What to produce — Transcribe word for word the lines below from the line with "pub struct SyncConfig" through the line with "row source instance", ends included.

Excerpted records —
━━━━━━
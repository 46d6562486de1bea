//! Configuration System
//!
//! Loaded once at startup, validated, then shared as an immutable
//! `Arc<SyncConfig>`. Nothing downstream reads ambient global state.
//!
//! # File formats
//!
//! `.yaml` / `.yml` → `serde_yaml`, anything else → `serde_json`.
//!
//! ```yaml
//! sources:
//!   - { name: pass, path: data/pass.db }
//!   - { name: fail, path: data/fail.db }
//! sink:
//!   kind: mysql
//!   host: 127.0.0.1
//!   database: vw
//!   username: sync
//!   password: secret
//! sync:
//!   interval_minutes: 5
//!   watermark_file: time_index.txt
//! ```

pub mod error;

pub use error::{ConfigError, ConfigResult};

use datasync_storage::{AllowedLabels, FixedFields, MySqlSinkOptions, MySqlSslMode, SourceColumns};
use indexmap::IndexMap;
use serde::{Deserialize, Serialize};
use std::collections::{BTreeMap, HashSet};
use std::path::{Path, PathBuf};
use std::time::Duration;

/// Label shipped as the single-label default
pub const DEFAULT_LABEL_NAME: &str = "A1C6/BC316 T";
/// Part number of the default label
pub const DEFAULT_PART_NUMBER: &str = "5QD919051T";

/// Root configuration
#[derive(Debug, Clone, Serialize, Deserialize)]
#[serde(deny_unknown_fields)]
pub struct SyncConfig {
    /// Row sources, in fetch order
    pub sources: Vec<SourceConfig>,
    pub sink: SinkConfig,
    #[serde(default)]
    pub sync: SyncSettings,
    #[serde(default)]
    pub fixed_fields: FixedFields,
    /// Parameter name → variance tag
    #[serde(default)]
    pub variance: BTreeMap<String, String>,
}

/// One row source instance
#[derive(Debug, Clone, Serialize, Deserialize)]
#[serde(deny_unknown_fields)]
pub struct SourceConfig {
    pub name: String,
    pub path: PathBuf,
    #[serde(default = "default_source_table")]
    pub table: String,
}

fn default_source_table() -> String {
    "Data".to_string()
}

/// Sink backend
#[derive(Debug, Clone, Serialize, Deserialize)]
#[serde(tag = "kind", rename_all = "snake_case")]
pub enum SinkConfig {
    Mysql(MySqlConfig),
    Sqlite(SqliteSinkConfig),
}

#[derive(Debug, Clone, Serialize, Deserialize)]
#[serde(deny_unknown_fields)]
pub struct MySqlConfig {
    pub host: String,
    #[serde(default = "default_mysql_port")]
    pub port: u16,
    pub database: String,
    pub username: String,
    #[serde(default)]
    pub password: String,
    #[serde(default = "default_mysql_table")]
    pub table: String,
    #[serde(default = "default_ssl_mode")]
    pub ssl_mode: String,
    #[serde(default = "default_connect_timeout")]
    pub connection_timeout_seconds: u64,
    #[serde(default = "default_command_timeout")]
    pub default_command_timeout_seconds: u64,
}

fn default_mysql_port() -> u16 {
    3306
}
fn default_mysql_table() -> String {
    "vw.parameters".to_string()
}
fn default_ssl_mode() -> String {
    "preferred".to_string()
}
fn default_connect_timeout() -> u64 {
    5
}
fn default_command_timeout() -> u64 {
    30
}

impl MySqlConfig {
    pub fn to_options(&self) -> MySqlSinkOptions {
        MySqlSinkOptions {
            host: self.host.clone(),
            port: self.port,
            database: self.database.clone(),
            username: self.username.clone(),
            password: self.password.clone(),
            table: self.table.clone(),
            ssl_mode: MySqlSslMode::parse_lenient(&self.ssl_mode),
            connect_timeout: Duration::from_secs(self.connection_timeout_seconds),
            command_timeout: Duration::from_secs(self.default_command_timeout_seconds),
        }
    }
}

#[derive(Debug, Clone, Serialize, Deserialize)]
#[serde(deny_unknown_fields)]
pub struct SqliteSinkConfig {
    pub path: PathBuf,
    #[serde(default = "default_sqlite_table")]
    pub table: String,
}

fn default_sqlite_table() -> String {
    "parameters".to_string()
}

/// Sync behaviour
#[derive(Debug, Clone, Serialize, Deserialize)]
#[serde(default, deny_unknown_fields)]
pub struct SyncSettings {
    pub interval_minutes: u64,
    pub watermark_file: PathBuf,
    /// Single-label filter, used when the part-number map is empty, and
    /// as the last part-number fallback
    pub label_name: String,
    /// Label → fixed part number; its keys form the allow-list, in file order
    pub part_number_by_label_name: IndexMap<String, String>,
    pub columns: SourceColumns,
}

impl Default for SyncSettings {
    fn default() -> Self {
        let mut part_numbers = IndexMap::new();
        part_numbers.insert(DEFAULT_LABEL_NAME.to_string(), DEFAULT_PART_NUMBER.to_string());
        Self {
            interval_minutes: 5,
            watermark_file: PathBuf::from("time_index.txt"),
            label_name: DEFAULT_LABEL_NAME.to_string(),
            part_number_by_label_name: part_numbers,
            columns: SourceColumns::default(),
        }
    }
}

impl SyncSettings {
    /// Allow-list: map keys when the map is non-empty, else `label_name`.
    /// Empty result means no label filtering.
    pub fn allowed_labels(&self) -> AllowedLabels {
        if !self.part_number_by_label_name.is_empty() {
            AllowedLabels::new(self.part_number_by_label_name.keys())
        } else {
            AllowedLabels::new([self.label_name.as_str()])
        }
    }

    pub fn interval(&self) -> Duration {
        Duration::from_secs(self.interval_minutes.saturating_mul(60))
    }
}

impl SyncConfig {
    /// Load and validate a configuration file
    pub fn load(path: impl AsRef<Path>) -> ConfigResult<Self> {
        let path = path.as_ref();
        if !path.exists() {
            return Err(ConfigError::NotFound(path.display().to_string()));
        }

        let content = std::fs::read_to_string(path)?;
        let is_yaml = matches!(
            path.extension().and_then(|e| e.to_str()),
            Some("yaml") | Some("yml")
        );

        if is_yaml {
            Self::from_yaml_str(&content)
        } else {
            Self::from_json_str(&content)
        }
    }

    pub fn from_yaml_str(content: &str) -> ConfigResult<Self> {
        let config: Self = serde_yaml::from_str(content)?;
        config.validate()?;
        Ok(config)
    }

    pub fn from_json_str(content: &str) -> ConfigResult<Self> {
        let config: Self = serde_json::from_str(content)?;
        config.validate()?;
        Ok(config)
    }

    pub fn validate(&self) -> ConfigResult<()> {
        if self.sources.is_empty() {
            return Err(ConfigError::invalid("sources", "at least one row source is required"));
        }

        let mut seen = HashSet::new();
        for (i, source) in self.sources.iter().enumerate() {
            let name = source.name.trim();
            if name.is_empty() {
                return Err(ConfigError::invalid(format!("sources[{}].name", i), "must not be empty"));
            }
            if !seen.insert(name.to_lowercase()) {
                return Err(ConfigError::invalid(
                    format!("sources[{}].name", i),
                    format!("duplicate source name '{}'", name),
                ));
            }
            if source.path.as_os_str().is_empty() {
                return Err(ConfigError::invalid(format!("sources[{}].path", i), "must not be empty"));
            }
            if source.table.trim().is_empty() {
                return Err(ConfigError::invalid(format!("sources[{}].table", i), "must not be empty"));
            }
        }

        match &self.sink {
            SinkConfig::Mysql(m) => {
                if m.host.trim().is_empty() {
                    return Err(ConfigError::invalid("sink.host", "must not be empty"));
                }
                if m.database.trim().is_empty() {
                    return Err(ConfigError::invalid("sink.database", "must not be empty"));
                }
                if m.table.trim().is_empty() {
                    return Err(ConfigError::invalid("sink.table", "must not be empty"));
                }
                if m.connection_timeout_seconds == 0 {
                    return Err(ConfigError::invalid(
                        "sink.connection_timeout_seconds",
                        "must be at least 1",
                    ));
                }
                if m.default_command_timeout_seconds == 0 {
                    return Err(ConfigError::invalid(
                        "sink.default_command_timeout_seconds",
                        "must be at least 1",
                    ));
                }
            }
            SinkConfig::Sqlite(s) => {
                if s.path.as_os_str().is_empty() {
                    return Err(ConfigError::invalid("sink.path", "must not be empty"));
                }
                if s.table.trim().is_empty() {
                    return Err(ConfigError::invalid("sink.table", "must not be empty"));
                }
            }
        }

        if self.sync.interval_minutes == 0 {
            return Err(ConfigError::invalid("sync.interval_minutes", "must be at least 1"));
        }
        if self.sync.watermark_file.as_os_str().is_empty() {
            return Err(ConfigError::invalid("sync.watermark_file", "must not be empty"));
        }
        let cols = &self.sync.columns;
        if cols.index.trim().is_empty() || cols.label.trim().is_empty() {
            return Err(ConfigError::invalid(
                "sync.columns",
                "index and label column names must not be empty",
            ));
        }

        Ok(())
    }
}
━━━━━━
Solution to this problem —
pub struct SyncConfig {
    /// Row sources, in fetch order
    pub sources: Vec<SourceConfig>,
    pub sink: SinkConfig,
    #[serde(default)]
    pub sync: SyncSettings,
    #[serde(default)]
    pub fixed_fields: FixedFields,
    /// Parameter name → variance tag
    #[serde(default)]
    pub variance: BTreeMap<String, String>,
}

/// One row source instance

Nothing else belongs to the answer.